* [ABOUT THIS TASK]:
A line qualifies if it holds the string "while". Copy every qualifying line from the records.

(Stored data entries)
_____
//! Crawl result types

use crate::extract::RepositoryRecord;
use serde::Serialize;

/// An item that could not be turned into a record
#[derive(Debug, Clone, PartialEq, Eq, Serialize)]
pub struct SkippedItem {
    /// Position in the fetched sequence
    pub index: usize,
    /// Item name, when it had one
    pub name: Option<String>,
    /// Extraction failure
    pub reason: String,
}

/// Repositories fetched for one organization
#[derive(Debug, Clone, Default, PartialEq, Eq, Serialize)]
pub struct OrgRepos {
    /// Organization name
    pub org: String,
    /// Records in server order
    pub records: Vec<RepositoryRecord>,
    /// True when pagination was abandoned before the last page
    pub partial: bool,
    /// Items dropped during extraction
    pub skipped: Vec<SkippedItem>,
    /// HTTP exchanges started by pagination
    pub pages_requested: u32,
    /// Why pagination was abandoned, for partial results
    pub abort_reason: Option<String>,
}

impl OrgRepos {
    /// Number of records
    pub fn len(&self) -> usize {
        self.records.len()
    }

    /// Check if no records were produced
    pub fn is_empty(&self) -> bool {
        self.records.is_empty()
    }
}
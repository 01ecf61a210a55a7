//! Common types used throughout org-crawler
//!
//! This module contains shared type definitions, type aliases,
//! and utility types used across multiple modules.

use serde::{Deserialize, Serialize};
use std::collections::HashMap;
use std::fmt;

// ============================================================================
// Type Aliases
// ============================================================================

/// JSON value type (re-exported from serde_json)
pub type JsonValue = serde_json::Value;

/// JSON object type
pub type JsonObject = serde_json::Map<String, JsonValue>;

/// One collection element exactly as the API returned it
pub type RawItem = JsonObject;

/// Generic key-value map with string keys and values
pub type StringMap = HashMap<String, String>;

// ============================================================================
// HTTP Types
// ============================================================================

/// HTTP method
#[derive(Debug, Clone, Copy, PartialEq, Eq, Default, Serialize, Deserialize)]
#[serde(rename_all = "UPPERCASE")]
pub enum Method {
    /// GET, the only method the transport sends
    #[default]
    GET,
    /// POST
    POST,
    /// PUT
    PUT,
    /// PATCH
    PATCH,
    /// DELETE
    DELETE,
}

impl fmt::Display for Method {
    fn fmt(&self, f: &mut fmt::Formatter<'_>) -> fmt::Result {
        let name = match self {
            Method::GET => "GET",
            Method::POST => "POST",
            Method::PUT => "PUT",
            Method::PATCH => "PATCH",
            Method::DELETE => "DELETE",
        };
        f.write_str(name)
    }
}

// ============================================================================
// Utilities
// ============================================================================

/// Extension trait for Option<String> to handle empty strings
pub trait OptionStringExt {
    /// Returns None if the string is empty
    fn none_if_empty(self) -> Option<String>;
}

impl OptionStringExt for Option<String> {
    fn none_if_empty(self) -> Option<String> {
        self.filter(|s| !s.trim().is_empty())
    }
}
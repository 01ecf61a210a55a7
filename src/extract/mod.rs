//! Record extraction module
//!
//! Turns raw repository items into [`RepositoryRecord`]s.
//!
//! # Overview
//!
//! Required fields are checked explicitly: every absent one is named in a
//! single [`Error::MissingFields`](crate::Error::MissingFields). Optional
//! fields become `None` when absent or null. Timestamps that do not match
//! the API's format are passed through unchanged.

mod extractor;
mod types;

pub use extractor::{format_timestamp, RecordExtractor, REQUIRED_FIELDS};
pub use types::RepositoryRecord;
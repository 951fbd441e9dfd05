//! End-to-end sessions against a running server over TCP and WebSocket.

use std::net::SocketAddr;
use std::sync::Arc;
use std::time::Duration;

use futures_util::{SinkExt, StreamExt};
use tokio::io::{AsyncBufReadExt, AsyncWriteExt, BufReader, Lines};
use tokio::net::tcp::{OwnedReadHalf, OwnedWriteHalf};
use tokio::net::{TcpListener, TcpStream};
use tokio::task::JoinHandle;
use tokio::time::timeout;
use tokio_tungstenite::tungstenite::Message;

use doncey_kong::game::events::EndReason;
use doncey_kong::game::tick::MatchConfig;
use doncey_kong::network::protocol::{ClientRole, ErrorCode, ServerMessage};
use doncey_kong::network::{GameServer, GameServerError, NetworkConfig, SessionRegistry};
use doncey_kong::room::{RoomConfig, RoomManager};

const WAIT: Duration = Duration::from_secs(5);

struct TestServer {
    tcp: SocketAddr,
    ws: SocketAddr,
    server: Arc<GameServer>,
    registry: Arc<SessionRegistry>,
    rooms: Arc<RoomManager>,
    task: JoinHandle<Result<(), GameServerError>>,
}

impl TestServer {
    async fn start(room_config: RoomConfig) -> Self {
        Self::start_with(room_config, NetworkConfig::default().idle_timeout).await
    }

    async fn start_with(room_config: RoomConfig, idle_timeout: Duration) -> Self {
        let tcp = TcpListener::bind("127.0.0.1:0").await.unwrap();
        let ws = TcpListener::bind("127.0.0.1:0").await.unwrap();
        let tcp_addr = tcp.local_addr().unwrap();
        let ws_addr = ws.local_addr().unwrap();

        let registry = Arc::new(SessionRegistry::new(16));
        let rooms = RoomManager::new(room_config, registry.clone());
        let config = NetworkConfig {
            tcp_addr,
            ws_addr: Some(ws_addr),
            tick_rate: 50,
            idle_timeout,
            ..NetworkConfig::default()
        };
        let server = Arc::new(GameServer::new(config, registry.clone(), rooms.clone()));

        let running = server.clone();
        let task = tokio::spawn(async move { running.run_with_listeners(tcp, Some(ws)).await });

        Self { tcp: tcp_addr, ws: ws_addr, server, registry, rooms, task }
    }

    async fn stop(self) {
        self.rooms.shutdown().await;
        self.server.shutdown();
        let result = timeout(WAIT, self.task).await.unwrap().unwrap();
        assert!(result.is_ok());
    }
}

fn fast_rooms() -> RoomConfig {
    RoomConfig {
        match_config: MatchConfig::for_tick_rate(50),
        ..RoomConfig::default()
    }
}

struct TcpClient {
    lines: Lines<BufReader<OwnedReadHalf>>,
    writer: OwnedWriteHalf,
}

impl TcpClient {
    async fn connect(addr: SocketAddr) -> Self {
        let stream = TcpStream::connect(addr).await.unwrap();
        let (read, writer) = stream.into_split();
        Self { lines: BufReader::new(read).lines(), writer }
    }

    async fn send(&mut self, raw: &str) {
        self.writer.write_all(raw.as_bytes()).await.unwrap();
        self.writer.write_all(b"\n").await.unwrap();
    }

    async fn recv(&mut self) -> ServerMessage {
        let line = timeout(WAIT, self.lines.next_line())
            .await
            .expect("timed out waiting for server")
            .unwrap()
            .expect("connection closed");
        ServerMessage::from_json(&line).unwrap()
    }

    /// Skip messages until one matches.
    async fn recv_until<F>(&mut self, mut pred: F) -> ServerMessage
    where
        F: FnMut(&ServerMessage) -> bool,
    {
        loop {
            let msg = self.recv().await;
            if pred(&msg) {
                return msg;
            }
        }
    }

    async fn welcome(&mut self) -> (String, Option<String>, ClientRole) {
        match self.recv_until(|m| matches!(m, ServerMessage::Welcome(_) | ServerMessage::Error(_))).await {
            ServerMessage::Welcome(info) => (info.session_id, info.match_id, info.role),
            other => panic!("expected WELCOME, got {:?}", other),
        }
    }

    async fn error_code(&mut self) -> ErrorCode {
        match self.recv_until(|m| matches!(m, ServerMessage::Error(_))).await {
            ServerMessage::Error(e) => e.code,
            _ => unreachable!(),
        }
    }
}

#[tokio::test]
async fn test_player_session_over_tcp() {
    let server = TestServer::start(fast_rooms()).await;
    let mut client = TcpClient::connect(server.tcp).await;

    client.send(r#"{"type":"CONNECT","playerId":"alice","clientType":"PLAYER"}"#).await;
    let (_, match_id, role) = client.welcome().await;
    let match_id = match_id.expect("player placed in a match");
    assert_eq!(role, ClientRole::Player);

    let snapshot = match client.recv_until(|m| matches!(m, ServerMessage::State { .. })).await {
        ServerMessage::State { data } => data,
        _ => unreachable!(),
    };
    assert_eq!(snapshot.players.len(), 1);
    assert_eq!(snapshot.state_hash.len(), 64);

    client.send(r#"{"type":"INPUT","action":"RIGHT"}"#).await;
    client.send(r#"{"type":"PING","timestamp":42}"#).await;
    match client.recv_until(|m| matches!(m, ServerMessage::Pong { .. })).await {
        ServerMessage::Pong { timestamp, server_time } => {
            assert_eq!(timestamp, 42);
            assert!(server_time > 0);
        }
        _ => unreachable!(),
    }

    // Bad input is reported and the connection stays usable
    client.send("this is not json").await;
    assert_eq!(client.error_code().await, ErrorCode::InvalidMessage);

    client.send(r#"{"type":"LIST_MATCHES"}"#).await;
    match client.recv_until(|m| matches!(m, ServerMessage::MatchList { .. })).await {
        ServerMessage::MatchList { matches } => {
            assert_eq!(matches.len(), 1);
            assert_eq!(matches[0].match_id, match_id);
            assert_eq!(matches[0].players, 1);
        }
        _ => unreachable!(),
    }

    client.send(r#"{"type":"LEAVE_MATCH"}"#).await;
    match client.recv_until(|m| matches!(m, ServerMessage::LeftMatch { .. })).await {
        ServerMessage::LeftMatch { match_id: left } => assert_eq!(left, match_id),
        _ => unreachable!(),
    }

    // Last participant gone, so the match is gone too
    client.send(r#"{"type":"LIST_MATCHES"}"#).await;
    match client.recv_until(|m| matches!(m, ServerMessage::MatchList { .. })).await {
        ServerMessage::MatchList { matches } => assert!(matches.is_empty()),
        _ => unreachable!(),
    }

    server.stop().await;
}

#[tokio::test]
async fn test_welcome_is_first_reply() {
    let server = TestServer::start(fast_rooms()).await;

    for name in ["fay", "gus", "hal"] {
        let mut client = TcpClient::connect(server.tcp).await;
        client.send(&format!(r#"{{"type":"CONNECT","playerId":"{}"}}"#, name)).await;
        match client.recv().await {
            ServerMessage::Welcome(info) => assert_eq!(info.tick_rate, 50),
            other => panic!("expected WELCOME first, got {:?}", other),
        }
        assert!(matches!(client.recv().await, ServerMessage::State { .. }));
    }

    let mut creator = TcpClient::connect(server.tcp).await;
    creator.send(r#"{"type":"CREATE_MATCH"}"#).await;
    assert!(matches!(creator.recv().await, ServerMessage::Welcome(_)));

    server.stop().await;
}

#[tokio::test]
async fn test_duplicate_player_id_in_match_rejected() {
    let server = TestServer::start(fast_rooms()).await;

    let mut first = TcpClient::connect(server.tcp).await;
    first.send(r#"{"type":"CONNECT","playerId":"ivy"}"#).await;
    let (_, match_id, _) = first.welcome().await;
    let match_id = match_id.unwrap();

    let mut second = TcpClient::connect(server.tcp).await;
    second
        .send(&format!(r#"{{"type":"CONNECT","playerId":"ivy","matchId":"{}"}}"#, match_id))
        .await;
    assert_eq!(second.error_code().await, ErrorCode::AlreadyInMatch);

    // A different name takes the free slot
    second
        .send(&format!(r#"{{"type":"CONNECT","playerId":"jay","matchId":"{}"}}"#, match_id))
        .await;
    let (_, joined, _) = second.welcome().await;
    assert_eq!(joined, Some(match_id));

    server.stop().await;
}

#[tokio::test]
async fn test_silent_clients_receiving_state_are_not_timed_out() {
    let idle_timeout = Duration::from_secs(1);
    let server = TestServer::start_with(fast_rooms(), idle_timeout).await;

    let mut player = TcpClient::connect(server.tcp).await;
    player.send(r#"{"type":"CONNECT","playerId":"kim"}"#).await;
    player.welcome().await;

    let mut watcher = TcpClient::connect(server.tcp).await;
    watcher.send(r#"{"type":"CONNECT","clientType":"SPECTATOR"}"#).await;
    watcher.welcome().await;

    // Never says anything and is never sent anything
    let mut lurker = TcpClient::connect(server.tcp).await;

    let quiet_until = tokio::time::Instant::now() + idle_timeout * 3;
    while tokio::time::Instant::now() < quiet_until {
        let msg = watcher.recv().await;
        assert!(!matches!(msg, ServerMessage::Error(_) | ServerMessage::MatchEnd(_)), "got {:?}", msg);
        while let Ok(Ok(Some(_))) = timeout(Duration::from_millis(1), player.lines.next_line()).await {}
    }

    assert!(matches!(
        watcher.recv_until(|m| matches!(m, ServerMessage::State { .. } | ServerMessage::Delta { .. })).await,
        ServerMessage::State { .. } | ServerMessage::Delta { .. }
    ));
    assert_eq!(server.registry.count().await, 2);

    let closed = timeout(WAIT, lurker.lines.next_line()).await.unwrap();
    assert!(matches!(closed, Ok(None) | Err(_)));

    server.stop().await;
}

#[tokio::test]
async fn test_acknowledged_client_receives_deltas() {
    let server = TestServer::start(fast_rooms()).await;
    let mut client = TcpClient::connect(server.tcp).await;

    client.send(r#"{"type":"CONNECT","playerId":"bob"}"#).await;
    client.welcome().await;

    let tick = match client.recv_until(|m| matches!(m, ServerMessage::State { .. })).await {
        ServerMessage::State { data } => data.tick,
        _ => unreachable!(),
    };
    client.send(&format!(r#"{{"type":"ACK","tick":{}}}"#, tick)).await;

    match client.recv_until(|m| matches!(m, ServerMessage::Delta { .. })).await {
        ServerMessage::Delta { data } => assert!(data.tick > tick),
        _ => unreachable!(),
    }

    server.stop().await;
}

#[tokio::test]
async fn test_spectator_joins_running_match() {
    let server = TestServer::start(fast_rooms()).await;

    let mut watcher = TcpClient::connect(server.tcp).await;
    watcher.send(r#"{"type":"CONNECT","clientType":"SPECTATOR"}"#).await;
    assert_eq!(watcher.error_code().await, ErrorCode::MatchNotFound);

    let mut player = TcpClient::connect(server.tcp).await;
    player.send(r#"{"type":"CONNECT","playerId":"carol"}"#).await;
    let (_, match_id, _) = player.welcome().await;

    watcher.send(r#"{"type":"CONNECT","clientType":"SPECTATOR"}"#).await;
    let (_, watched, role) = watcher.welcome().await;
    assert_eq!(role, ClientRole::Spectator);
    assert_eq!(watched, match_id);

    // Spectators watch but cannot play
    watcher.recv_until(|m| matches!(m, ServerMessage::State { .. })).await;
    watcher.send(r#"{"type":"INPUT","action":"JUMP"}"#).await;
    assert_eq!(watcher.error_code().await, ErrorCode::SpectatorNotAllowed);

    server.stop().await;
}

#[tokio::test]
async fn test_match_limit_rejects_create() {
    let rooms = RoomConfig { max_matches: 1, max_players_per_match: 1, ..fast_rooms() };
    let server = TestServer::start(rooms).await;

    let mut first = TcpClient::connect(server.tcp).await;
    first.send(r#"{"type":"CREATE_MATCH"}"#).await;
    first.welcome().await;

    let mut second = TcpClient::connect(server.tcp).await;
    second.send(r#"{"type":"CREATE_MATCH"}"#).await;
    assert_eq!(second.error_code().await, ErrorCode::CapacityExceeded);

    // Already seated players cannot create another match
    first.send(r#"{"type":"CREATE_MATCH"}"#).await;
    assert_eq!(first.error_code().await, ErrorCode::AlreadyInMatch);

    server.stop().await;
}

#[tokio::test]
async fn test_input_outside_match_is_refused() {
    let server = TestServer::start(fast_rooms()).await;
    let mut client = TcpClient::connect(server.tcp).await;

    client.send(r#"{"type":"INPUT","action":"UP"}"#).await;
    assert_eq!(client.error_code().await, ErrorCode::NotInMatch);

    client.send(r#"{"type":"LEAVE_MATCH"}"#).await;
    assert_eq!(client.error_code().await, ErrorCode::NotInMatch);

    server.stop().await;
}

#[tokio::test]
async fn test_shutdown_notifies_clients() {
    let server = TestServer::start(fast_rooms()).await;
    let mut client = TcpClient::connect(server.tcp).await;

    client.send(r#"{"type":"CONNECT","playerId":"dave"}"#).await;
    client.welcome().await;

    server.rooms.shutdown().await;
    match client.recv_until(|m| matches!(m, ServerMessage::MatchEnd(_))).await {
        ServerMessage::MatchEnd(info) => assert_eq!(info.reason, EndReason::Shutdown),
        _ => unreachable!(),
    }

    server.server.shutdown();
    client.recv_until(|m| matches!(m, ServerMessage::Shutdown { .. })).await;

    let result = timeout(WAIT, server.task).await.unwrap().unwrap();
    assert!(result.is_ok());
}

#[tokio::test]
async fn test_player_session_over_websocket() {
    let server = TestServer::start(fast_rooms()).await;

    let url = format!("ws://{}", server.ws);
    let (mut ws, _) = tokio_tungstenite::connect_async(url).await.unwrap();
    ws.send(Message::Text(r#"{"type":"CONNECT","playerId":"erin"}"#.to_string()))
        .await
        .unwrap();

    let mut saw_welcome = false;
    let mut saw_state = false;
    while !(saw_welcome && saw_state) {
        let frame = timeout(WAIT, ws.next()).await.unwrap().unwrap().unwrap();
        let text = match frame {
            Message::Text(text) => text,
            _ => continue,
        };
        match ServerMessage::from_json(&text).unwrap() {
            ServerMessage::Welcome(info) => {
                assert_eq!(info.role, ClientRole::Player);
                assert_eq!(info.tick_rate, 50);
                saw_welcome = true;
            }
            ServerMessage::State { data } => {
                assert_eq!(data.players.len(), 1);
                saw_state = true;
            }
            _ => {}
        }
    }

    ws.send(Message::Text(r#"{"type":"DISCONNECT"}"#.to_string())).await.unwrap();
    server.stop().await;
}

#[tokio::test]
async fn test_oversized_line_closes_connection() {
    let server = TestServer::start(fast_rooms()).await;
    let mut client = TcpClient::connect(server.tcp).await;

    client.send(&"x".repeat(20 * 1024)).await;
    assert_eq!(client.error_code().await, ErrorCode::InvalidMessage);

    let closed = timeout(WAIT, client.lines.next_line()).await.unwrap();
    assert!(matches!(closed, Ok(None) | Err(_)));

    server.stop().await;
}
_____
* [TASK RESPONSE]:
    while tokio::time::Instant::now() < quiet_until {
        while let Ok(Ok(Some(_))) = timeout(Duration::from_millis(1), player.lines.next_line()).await {}
    while !(saw_welcome && saw_state) {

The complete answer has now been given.